* **Stored items**:
========================================
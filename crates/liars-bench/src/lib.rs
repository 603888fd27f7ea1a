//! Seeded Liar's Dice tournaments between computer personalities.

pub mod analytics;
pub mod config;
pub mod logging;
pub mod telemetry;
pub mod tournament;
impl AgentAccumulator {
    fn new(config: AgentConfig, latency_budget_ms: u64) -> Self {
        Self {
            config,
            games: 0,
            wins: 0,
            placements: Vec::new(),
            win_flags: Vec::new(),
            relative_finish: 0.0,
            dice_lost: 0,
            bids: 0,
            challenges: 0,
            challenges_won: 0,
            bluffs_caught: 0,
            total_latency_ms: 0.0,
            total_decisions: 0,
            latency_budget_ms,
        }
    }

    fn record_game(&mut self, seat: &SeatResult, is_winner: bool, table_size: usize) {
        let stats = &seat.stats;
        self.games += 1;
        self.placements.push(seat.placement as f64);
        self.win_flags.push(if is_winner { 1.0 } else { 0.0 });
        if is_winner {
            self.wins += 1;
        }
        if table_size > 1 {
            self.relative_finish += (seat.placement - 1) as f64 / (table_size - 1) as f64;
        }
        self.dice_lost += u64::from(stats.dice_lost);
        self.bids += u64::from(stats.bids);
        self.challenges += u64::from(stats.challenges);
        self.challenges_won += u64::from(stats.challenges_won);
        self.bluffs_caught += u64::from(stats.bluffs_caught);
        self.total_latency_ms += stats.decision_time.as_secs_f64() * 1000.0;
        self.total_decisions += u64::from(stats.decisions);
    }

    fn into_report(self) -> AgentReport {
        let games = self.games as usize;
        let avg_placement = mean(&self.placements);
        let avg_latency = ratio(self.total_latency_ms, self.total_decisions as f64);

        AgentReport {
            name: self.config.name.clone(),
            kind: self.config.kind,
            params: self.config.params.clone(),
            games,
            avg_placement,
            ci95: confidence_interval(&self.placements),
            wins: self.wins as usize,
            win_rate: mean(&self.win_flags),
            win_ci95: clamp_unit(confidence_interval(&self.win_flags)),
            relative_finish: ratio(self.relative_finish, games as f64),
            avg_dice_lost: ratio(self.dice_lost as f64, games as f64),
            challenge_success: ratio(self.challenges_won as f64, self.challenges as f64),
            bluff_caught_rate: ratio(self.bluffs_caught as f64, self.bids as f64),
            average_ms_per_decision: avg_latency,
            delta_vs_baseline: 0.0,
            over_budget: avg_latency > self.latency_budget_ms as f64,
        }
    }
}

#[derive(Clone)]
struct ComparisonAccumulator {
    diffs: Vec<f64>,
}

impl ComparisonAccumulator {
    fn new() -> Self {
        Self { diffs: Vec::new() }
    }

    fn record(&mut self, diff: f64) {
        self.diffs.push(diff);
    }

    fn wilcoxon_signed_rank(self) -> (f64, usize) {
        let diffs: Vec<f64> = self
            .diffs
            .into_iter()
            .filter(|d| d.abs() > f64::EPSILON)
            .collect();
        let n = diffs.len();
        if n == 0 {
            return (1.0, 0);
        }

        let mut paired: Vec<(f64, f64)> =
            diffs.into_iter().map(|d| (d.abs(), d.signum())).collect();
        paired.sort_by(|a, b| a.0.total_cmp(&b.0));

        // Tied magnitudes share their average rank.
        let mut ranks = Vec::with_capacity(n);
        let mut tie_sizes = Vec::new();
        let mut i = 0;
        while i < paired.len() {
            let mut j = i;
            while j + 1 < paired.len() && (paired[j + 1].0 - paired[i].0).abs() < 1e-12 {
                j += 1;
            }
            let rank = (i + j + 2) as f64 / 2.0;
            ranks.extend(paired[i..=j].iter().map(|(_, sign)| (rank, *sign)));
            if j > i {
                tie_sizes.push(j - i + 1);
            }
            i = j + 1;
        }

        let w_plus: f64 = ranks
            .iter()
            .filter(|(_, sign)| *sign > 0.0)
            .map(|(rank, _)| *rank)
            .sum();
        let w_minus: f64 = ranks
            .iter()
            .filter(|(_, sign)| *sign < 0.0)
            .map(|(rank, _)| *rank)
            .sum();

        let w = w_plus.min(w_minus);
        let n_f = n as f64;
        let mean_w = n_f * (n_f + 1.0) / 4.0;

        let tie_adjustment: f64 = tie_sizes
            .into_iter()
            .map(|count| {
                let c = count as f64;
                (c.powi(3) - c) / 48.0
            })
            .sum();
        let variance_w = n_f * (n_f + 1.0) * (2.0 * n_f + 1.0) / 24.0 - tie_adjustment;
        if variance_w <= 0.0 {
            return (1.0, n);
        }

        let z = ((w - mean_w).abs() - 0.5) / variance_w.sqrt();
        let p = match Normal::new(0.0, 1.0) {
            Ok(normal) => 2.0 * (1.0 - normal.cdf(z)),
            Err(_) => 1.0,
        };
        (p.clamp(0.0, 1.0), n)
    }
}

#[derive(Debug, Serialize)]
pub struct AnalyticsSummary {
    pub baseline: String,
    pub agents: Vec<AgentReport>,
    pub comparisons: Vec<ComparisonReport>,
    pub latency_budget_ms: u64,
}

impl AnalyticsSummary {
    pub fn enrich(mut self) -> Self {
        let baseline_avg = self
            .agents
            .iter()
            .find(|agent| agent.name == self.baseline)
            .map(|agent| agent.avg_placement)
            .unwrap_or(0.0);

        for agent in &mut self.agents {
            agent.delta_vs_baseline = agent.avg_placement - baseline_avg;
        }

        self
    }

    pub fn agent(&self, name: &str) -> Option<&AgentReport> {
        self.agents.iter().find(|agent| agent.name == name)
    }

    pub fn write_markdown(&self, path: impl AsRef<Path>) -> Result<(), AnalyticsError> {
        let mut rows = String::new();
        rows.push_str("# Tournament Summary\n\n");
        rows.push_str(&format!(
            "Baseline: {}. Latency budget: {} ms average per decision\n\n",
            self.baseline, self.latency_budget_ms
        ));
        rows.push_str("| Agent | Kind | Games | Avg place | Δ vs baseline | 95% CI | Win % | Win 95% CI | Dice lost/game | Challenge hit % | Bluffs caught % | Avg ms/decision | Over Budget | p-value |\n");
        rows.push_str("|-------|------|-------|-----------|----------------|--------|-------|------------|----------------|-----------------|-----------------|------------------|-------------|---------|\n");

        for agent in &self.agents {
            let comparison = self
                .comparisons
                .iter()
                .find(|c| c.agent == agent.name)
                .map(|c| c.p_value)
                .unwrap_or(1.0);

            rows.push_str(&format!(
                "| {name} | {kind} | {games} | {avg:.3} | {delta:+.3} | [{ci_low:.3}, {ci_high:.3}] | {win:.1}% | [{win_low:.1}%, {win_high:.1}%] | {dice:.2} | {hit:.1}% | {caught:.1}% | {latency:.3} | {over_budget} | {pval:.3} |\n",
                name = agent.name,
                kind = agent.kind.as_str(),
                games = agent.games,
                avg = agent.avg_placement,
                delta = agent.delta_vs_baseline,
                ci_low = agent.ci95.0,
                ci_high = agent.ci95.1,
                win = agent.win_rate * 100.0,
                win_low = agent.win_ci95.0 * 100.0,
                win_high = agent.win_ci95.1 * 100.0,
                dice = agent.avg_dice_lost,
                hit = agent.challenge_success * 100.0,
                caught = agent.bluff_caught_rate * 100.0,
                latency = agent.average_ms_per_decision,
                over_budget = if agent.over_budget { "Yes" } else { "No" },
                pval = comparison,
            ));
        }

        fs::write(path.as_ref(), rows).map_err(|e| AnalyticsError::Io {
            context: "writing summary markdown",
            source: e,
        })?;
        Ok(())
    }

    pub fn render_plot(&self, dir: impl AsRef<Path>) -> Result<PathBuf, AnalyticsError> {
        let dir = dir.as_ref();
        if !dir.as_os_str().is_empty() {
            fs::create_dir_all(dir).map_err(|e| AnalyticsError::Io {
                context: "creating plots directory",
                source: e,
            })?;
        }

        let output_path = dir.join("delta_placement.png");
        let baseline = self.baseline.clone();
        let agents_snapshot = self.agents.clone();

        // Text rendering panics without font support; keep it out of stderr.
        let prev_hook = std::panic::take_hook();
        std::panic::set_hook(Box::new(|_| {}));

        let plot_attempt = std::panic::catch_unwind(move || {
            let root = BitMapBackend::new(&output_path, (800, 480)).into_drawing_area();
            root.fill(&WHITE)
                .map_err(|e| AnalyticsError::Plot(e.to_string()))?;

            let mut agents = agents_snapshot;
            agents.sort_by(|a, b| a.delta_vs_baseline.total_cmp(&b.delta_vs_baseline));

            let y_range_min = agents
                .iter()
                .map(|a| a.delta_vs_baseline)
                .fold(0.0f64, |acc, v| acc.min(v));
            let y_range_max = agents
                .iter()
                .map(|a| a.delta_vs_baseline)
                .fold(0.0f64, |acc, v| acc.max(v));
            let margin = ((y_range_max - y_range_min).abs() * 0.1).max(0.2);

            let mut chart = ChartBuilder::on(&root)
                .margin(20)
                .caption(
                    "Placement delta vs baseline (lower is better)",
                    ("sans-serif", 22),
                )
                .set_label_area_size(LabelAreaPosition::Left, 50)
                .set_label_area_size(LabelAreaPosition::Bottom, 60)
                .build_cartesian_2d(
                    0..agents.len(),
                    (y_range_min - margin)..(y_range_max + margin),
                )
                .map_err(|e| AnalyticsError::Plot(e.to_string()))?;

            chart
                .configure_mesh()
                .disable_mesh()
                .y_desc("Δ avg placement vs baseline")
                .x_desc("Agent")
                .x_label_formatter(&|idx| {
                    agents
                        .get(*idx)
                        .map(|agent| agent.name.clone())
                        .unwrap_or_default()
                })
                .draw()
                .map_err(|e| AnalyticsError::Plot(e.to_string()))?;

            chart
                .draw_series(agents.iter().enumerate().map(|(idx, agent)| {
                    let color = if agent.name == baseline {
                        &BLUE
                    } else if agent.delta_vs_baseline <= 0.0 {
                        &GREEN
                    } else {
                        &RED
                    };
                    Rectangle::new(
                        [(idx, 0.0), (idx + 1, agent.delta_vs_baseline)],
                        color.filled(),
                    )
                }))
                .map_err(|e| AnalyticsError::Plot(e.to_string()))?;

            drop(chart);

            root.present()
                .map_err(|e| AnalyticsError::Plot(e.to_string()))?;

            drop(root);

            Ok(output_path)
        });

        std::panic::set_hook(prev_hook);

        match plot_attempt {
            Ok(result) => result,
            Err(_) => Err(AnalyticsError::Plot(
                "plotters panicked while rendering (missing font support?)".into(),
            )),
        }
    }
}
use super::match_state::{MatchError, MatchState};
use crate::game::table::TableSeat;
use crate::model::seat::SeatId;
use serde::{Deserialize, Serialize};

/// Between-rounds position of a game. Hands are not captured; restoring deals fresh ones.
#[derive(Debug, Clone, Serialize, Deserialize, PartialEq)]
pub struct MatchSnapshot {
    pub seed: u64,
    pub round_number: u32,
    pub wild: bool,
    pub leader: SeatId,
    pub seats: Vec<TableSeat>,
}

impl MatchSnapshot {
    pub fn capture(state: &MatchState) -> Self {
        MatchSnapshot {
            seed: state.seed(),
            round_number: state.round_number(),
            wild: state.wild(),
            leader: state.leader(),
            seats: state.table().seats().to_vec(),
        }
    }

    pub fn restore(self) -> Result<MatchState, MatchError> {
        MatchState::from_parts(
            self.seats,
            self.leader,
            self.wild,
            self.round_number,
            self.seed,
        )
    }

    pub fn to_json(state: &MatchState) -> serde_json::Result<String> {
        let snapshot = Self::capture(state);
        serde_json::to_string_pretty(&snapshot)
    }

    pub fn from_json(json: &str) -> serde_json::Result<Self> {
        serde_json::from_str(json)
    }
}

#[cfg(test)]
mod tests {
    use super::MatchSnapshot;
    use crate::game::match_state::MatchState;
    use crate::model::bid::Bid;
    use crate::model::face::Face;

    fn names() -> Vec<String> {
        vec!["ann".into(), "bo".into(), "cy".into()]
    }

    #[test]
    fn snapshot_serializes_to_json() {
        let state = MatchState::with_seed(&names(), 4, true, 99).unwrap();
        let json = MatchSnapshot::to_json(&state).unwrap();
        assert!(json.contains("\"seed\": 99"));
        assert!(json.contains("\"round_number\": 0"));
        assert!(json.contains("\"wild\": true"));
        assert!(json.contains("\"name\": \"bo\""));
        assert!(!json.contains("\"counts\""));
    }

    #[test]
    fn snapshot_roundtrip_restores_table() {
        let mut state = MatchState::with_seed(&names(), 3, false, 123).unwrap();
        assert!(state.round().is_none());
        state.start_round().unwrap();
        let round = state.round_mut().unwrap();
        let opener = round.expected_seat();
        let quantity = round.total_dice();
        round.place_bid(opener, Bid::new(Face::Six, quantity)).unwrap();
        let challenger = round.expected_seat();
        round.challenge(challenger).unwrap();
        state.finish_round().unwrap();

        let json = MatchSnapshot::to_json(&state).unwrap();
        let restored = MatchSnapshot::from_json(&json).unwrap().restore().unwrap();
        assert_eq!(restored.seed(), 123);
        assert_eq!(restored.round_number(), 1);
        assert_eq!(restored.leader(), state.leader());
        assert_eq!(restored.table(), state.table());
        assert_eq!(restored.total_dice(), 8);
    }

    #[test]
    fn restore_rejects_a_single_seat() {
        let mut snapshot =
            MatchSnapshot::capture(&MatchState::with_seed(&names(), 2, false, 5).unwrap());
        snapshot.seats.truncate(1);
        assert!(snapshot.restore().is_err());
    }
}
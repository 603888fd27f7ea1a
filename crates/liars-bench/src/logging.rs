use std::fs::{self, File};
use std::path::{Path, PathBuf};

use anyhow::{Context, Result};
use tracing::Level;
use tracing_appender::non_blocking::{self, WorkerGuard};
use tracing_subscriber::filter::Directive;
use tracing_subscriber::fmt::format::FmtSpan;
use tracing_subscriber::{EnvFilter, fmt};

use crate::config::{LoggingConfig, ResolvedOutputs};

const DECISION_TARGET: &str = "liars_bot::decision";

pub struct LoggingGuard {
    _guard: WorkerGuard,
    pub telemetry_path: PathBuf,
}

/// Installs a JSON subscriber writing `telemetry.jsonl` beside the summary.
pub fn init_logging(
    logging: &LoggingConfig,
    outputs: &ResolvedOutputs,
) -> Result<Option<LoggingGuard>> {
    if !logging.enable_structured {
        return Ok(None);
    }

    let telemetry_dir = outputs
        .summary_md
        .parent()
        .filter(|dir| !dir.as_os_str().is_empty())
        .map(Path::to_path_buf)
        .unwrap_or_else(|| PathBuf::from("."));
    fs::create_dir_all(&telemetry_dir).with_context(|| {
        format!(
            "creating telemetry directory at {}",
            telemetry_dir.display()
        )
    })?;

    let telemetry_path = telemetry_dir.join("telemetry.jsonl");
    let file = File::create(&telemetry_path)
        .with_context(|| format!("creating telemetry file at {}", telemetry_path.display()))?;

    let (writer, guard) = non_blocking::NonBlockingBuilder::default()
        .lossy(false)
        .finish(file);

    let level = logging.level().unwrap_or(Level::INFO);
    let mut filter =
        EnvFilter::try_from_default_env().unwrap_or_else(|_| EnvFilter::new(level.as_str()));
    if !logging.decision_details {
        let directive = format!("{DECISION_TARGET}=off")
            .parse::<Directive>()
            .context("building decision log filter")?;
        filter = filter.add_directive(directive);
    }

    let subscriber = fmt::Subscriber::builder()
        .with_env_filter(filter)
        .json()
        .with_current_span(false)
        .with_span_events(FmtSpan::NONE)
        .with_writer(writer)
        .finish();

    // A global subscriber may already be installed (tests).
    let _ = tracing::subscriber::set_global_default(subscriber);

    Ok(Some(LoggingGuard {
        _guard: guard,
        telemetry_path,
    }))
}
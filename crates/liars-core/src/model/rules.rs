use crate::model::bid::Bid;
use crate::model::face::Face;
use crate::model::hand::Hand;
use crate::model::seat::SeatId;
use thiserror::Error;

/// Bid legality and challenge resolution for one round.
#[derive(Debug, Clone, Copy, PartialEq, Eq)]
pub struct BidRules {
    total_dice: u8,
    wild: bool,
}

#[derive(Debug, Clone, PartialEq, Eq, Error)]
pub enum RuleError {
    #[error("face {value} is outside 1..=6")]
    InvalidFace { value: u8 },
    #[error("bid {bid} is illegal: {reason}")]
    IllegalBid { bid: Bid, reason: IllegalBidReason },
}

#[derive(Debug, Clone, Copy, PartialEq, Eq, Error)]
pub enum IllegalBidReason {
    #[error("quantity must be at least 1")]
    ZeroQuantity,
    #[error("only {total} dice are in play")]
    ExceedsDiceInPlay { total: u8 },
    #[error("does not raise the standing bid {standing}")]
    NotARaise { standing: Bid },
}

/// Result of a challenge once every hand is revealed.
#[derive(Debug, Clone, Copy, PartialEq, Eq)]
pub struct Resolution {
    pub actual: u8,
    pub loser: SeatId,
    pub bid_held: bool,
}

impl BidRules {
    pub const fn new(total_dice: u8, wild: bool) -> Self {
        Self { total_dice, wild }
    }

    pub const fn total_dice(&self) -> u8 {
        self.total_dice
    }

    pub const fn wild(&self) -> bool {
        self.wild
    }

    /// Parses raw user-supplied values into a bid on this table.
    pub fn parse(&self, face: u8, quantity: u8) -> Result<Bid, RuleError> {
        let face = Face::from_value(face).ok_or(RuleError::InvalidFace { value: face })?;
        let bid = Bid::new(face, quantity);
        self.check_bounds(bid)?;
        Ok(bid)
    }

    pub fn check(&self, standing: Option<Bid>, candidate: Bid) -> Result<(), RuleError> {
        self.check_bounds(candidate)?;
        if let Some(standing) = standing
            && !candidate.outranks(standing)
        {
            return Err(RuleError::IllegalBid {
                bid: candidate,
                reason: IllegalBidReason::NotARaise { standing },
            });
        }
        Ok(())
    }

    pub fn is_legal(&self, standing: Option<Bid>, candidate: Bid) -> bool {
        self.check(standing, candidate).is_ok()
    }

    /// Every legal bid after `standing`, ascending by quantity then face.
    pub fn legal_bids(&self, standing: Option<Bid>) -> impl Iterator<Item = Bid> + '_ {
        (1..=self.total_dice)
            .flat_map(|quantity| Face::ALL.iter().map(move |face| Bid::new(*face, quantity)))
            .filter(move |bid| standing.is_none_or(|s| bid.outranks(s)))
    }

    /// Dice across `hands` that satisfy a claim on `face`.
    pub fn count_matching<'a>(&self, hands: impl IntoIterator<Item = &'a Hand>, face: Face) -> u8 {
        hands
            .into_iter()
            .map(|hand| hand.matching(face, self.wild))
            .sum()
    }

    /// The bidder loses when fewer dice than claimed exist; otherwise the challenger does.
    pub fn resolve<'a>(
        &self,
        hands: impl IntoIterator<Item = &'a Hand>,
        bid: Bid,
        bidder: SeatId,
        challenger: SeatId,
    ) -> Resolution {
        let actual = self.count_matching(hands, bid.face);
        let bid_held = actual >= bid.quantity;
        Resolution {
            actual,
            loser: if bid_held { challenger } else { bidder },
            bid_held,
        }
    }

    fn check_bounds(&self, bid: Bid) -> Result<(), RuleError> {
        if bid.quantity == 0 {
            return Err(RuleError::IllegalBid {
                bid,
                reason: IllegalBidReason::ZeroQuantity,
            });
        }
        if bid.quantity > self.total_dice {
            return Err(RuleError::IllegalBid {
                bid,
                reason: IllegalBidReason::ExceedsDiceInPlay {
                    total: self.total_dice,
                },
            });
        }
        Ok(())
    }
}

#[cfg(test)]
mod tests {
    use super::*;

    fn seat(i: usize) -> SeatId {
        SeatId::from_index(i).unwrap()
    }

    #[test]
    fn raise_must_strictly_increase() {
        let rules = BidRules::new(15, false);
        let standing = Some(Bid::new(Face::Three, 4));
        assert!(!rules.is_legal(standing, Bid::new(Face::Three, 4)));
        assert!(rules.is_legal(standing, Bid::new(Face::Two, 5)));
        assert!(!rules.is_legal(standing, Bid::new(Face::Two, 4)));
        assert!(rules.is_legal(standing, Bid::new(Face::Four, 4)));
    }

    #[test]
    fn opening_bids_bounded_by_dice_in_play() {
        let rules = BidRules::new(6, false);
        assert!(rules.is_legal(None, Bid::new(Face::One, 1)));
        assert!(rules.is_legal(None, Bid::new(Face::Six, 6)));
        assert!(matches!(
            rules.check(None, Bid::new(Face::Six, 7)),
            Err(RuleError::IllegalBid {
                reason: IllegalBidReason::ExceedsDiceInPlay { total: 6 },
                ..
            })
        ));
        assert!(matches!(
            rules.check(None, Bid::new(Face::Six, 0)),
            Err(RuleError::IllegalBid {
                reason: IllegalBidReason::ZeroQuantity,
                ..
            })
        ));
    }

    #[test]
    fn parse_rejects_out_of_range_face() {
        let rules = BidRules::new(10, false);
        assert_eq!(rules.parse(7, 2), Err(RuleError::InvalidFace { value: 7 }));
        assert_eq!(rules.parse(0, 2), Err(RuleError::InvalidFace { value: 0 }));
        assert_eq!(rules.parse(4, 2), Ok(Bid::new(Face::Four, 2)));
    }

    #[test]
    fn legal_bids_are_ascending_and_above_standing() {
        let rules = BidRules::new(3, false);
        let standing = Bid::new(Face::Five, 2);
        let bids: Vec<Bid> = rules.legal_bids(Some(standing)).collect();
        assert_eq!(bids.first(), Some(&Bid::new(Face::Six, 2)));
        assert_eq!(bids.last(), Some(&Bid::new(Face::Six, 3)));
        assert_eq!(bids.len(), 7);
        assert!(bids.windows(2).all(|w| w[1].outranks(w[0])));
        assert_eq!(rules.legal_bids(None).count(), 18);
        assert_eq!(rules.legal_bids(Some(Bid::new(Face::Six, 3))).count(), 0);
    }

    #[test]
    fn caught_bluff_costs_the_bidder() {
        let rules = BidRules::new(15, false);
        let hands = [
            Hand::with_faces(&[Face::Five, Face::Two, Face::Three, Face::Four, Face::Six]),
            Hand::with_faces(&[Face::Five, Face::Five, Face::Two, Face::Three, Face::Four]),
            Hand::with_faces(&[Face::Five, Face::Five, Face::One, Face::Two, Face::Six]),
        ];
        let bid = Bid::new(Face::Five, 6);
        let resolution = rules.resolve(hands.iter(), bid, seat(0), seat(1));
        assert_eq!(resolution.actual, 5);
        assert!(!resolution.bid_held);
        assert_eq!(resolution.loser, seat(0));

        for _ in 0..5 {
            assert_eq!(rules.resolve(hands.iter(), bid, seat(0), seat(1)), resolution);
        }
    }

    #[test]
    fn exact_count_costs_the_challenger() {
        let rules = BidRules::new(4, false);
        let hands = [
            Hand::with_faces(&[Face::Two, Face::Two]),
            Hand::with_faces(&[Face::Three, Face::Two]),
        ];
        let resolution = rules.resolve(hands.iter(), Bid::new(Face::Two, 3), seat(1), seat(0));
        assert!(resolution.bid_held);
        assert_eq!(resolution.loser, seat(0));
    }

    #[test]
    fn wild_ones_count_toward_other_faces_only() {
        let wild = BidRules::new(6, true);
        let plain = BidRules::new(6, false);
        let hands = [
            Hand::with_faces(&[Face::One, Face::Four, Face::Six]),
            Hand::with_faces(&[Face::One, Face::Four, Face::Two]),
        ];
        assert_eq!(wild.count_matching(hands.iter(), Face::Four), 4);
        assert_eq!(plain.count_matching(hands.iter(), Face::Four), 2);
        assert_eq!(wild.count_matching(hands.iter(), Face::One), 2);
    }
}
========================================
Where a line above contains the word "display", copy that line.

* **ANSWER TO THE EXERCISE**:
            telemetry_dir.display()
        .with_context(|| format!("creating telemetry file at {}", telemetry_path.display()))?;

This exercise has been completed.